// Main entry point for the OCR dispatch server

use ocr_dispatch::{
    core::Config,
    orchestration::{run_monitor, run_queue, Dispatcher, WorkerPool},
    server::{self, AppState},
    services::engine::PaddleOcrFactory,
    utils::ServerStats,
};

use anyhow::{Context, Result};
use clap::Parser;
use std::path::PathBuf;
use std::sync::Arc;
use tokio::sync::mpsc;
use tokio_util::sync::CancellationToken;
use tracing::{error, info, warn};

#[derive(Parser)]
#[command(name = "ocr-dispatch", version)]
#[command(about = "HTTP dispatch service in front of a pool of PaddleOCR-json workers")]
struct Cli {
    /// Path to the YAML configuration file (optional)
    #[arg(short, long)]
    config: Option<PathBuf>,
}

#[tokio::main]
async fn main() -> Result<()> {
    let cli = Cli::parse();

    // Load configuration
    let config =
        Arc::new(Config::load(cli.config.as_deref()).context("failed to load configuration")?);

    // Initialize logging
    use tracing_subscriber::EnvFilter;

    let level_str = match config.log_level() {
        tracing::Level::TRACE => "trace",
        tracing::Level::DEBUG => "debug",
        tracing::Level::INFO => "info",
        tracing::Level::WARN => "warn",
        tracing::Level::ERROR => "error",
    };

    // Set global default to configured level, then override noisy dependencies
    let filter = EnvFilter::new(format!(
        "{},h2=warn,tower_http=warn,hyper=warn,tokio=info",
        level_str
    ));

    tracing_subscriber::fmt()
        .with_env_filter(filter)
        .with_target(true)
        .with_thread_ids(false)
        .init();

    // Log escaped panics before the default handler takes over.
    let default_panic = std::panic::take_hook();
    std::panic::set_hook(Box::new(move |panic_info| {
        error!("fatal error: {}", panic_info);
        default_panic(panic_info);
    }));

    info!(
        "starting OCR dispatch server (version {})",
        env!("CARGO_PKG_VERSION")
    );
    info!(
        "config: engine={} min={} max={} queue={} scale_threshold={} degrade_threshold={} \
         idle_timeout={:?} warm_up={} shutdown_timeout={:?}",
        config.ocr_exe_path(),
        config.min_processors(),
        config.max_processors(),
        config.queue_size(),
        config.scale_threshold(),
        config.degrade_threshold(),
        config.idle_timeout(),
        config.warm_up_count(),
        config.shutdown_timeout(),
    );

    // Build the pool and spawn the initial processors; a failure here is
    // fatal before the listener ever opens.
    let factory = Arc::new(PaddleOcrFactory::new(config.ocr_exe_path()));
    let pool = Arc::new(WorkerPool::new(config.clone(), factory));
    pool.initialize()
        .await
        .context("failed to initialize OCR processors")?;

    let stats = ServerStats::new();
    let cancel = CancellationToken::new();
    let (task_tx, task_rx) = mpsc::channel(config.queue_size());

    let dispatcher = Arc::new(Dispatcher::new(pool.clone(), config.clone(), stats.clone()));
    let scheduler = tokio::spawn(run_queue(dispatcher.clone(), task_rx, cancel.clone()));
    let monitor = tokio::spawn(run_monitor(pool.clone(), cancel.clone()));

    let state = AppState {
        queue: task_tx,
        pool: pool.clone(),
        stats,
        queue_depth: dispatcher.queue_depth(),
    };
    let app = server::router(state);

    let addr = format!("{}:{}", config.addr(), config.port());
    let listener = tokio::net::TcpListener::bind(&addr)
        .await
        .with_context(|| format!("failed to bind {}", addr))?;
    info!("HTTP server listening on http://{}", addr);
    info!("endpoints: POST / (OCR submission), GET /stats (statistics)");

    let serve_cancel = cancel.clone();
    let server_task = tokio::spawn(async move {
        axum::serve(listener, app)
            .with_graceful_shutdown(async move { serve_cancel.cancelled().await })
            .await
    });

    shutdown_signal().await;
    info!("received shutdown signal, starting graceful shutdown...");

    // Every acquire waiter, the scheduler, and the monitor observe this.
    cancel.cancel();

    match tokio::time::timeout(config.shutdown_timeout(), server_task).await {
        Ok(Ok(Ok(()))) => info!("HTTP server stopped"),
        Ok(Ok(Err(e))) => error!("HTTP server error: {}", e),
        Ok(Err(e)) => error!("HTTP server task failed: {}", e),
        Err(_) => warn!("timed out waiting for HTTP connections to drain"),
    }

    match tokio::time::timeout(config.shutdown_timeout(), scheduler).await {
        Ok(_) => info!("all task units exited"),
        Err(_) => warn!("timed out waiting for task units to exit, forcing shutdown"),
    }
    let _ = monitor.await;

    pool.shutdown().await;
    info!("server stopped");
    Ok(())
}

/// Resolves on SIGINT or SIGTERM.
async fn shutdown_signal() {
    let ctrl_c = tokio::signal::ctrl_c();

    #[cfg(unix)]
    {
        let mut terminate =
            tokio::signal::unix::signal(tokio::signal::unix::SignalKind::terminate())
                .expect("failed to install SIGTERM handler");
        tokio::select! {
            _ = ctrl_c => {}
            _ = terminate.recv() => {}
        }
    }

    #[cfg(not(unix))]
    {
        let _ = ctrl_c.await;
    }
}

——————

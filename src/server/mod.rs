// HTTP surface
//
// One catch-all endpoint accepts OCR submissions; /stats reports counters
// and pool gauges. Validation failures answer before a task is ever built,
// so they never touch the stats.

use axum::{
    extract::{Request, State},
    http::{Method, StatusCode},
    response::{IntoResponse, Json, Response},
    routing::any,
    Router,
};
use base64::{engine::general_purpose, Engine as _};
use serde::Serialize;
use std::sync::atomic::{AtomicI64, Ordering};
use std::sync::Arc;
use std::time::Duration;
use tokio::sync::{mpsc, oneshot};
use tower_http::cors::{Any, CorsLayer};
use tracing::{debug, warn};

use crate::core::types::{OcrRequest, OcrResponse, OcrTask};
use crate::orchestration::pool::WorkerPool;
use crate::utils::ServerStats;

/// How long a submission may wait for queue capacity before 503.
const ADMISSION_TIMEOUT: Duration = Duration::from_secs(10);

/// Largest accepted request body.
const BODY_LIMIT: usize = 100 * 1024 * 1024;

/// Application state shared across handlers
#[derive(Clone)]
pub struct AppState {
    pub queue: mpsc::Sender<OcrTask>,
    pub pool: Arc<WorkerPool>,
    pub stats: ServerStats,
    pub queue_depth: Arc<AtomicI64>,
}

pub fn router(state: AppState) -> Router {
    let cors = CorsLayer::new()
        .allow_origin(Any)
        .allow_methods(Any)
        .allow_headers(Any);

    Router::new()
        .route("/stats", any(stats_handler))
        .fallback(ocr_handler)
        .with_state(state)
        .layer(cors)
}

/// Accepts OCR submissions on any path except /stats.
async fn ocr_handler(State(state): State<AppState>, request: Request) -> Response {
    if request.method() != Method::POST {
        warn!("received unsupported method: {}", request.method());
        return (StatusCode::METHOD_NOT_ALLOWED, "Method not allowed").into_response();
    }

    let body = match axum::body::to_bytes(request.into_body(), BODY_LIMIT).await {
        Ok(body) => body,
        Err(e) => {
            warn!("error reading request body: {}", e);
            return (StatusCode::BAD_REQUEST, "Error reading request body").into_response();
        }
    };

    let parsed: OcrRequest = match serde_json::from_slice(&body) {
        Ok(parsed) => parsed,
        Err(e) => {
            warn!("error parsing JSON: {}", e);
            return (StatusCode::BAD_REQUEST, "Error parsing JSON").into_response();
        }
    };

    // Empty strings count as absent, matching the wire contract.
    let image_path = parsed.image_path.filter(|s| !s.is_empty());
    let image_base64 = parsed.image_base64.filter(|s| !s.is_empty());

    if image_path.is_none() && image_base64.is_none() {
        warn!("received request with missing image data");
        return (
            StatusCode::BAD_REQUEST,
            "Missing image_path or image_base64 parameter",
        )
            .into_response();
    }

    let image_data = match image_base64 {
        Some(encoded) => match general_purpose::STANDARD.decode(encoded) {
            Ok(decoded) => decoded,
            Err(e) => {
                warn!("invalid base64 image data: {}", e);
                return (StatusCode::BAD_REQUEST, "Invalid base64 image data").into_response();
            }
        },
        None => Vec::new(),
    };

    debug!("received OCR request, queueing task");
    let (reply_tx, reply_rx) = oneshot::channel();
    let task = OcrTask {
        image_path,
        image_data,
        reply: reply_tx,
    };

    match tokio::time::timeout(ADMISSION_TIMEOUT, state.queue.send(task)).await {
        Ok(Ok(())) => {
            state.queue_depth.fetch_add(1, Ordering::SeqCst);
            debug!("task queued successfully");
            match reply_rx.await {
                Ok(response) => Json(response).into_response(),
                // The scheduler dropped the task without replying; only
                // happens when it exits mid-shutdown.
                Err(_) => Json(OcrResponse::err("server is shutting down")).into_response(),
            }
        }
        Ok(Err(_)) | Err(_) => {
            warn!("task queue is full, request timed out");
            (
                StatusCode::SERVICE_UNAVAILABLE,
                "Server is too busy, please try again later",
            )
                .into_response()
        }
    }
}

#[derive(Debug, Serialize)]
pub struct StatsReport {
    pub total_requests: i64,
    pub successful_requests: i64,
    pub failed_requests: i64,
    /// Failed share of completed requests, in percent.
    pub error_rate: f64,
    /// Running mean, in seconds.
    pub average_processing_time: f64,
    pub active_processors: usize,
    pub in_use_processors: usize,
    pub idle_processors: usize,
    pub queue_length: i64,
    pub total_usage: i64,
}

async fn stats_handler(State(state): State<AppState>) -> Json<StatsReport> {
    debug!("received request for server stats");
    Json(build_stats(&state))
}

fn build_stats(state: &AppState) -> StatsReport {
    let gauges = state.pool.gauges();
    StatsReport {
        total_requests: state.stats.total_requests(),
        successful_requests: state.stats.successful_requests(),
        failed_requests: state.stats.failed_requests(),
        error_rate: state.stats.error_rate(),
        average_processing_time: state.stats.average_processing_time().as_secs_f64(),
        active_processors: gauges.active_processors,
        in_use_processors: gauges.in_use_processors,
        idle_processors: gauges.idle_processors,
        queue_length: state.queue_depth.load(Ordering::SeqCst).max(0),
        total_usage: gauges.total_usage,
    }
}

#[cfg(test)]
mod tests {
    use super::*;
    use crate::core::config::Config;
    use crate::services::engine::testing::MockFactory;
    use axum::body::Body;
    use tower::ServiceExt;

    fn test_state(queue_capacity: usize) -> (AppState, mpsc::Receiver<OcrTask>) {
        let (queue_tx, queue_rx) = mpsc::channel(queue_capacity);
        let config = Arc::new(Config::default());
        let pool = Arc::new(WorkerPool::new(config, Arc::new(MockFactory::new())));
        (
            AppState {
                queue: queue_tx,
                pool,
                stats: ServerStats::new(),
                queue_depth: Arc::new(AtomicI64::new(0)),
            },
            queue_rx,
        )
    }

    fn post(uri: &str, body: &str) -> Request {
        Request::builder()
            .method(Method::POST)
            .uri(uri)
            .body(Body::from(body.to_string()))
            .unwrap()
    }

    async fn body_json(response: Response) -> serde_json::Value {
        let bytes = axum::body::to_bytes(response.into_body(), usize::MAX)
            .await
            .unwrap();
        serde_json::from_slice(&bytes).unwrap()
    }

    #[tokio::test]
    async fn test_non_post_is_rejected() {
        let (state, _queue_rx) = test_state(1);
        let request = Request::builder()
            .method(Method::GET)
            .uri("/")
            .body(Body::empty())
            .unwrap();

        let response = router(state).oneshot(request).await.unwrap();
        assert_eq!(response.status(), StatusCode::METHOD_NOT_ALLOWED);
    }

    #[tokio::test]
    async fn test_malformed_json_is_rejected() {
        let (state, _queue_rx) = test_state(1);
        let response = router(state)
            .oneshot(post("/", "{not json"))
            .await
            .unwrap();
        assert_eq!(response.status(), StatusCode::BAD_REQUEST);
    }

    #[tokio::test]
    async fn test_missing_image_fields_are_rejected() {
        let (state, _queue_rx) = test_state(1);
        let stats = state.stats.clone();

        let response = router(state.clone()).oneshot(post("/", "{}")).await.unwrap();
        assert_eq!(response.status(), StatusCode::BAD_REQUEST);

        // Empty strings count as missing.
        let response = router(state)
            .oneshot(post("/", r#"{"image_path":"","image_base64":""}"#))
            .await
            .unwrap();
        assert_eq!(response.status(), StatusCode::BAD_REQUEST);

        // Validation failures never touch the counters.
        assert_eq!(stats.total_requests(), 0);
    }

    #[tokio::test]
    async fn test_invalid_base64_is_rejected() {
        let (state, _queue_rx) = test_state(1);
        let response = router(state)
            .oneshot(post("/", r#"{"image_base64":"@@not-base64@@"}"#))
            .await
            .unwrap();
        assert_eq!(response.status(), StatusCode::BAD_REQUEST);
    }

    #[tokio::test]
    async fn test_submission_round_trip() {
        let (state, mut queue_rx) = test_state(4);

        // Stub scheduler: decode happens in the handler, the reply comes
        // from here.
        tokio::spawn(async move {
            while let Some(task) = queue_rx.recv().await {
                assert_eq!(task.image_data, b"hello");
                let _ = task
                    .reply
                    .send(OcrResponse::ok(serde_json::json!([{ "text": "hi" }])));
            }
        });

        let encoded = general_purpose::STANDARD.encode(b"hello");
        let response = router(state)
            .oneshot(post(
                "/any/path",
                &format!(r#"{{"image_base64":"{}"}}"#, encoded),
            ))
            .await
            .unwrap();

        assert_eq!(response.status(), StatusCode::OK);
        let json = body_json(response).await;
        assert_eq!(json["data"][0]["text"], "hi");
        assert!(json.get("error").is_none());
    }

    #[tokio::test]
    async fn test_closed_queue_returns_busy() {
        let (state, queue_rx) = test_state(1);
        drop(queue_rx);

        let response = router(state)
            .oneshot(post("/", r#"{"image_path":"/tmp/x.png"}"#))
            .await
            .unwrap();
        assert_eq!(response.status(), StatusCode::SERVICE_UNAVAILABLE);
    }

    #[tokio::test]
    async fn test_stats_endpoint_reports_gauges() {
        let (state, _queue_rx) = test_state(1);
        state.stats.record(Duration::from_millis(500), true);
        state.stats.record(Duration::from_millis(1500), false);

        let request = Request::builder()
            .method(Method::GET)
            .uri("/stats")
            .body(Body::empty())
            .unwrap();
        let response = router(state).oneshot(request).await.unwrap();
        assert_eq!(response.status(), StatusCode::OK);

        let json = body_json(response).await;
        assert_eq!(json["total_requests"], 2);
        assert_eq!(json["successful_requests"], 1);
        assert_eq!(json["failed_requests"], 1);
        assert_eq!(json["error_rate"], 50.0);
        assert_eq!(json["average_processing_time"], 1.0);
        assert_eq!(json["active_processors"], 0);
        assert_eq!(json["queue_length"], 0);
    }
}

——————

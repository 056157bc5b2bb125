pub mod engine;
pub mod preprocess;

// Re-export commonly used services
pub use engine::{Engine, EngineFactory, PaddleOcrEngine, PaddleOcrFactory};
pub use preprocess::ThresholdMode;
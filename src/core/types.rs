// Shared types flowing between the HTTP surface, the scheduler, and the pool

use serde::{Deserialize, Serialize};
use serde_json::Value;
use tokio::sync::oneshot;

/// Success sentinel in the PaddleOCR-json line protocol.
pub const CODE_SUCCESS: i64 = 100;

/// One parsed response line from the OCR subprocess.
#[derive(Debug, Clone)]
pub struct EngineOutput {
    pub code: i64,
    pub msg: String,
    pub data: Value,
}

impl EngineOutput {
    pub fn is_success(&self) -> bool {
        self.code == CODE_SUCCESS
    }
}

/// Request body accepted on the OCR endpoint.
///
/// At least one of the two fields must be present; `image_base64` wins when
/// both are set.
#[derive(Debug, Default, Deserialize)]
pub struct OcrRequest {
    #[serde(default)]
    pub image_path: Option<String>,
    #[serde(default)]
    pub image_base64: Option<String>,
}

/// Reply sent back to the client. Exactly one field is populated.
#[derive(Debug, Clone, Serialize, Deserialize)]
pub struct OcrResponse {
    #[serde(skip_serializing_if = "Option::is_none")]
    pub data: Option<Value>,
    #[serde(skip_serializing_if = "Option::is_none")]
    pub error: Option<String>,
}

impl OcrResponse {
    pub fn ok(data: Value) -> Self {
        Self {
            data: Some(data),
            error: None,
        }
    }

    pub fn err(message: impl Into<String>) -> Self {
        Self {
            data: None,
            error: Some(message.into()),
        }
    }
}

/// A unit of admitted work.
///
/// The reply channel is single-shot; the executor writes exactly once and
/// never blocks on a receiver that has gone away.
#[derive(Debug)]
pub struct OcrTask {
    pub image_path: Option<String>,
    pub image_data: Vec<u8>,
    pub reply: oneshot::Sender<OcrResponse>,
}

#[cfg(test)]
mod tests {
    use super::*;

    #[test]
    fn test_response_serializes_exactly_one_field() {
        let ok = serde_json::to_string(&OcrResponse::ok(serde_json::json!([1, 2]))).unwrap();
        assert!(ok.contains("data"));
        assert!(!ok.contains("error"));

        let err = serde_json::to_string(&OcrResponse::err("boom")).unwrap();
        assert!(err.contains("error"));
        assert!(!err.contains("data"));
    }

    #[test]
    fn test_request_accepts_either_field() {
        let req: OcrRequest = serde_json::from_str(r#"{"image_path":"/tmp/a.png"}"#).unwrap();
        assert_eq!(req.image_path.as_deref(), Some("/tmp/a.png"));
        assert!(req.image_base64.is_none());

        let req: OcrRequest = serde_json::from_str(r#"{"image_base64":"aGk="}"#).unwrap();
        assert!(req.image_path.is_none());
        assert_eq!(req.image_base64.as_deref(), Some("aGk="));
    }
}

——————

- EXERCISE DESCRIPTION
Lines of the listing above that contain the word "warn" should all be returned.

- SOLUTION
use tracing::{error, info, warn};
        tracing::Level::WARN => "warn",
        "{},h2=warn,tower_http=warn,hyper=warn,tokio=info",
        Err(_) => warn!("timed out waiting for HTTP connections to drain"),
        Err(_) => warn!("timed out waiting for task units to exit, forcing shutdown"),
use tracing::{debug, warn};
        warn!("received unsupported method: {}", request.method());
            warn!("error reading request body: {}", e);
            warn!("error parsing JSON: {}", e);
        warn!("received request with missing image data");
                warn!("invalid base64 image data: {}", e);
            warn!("task queue is full, request timed out");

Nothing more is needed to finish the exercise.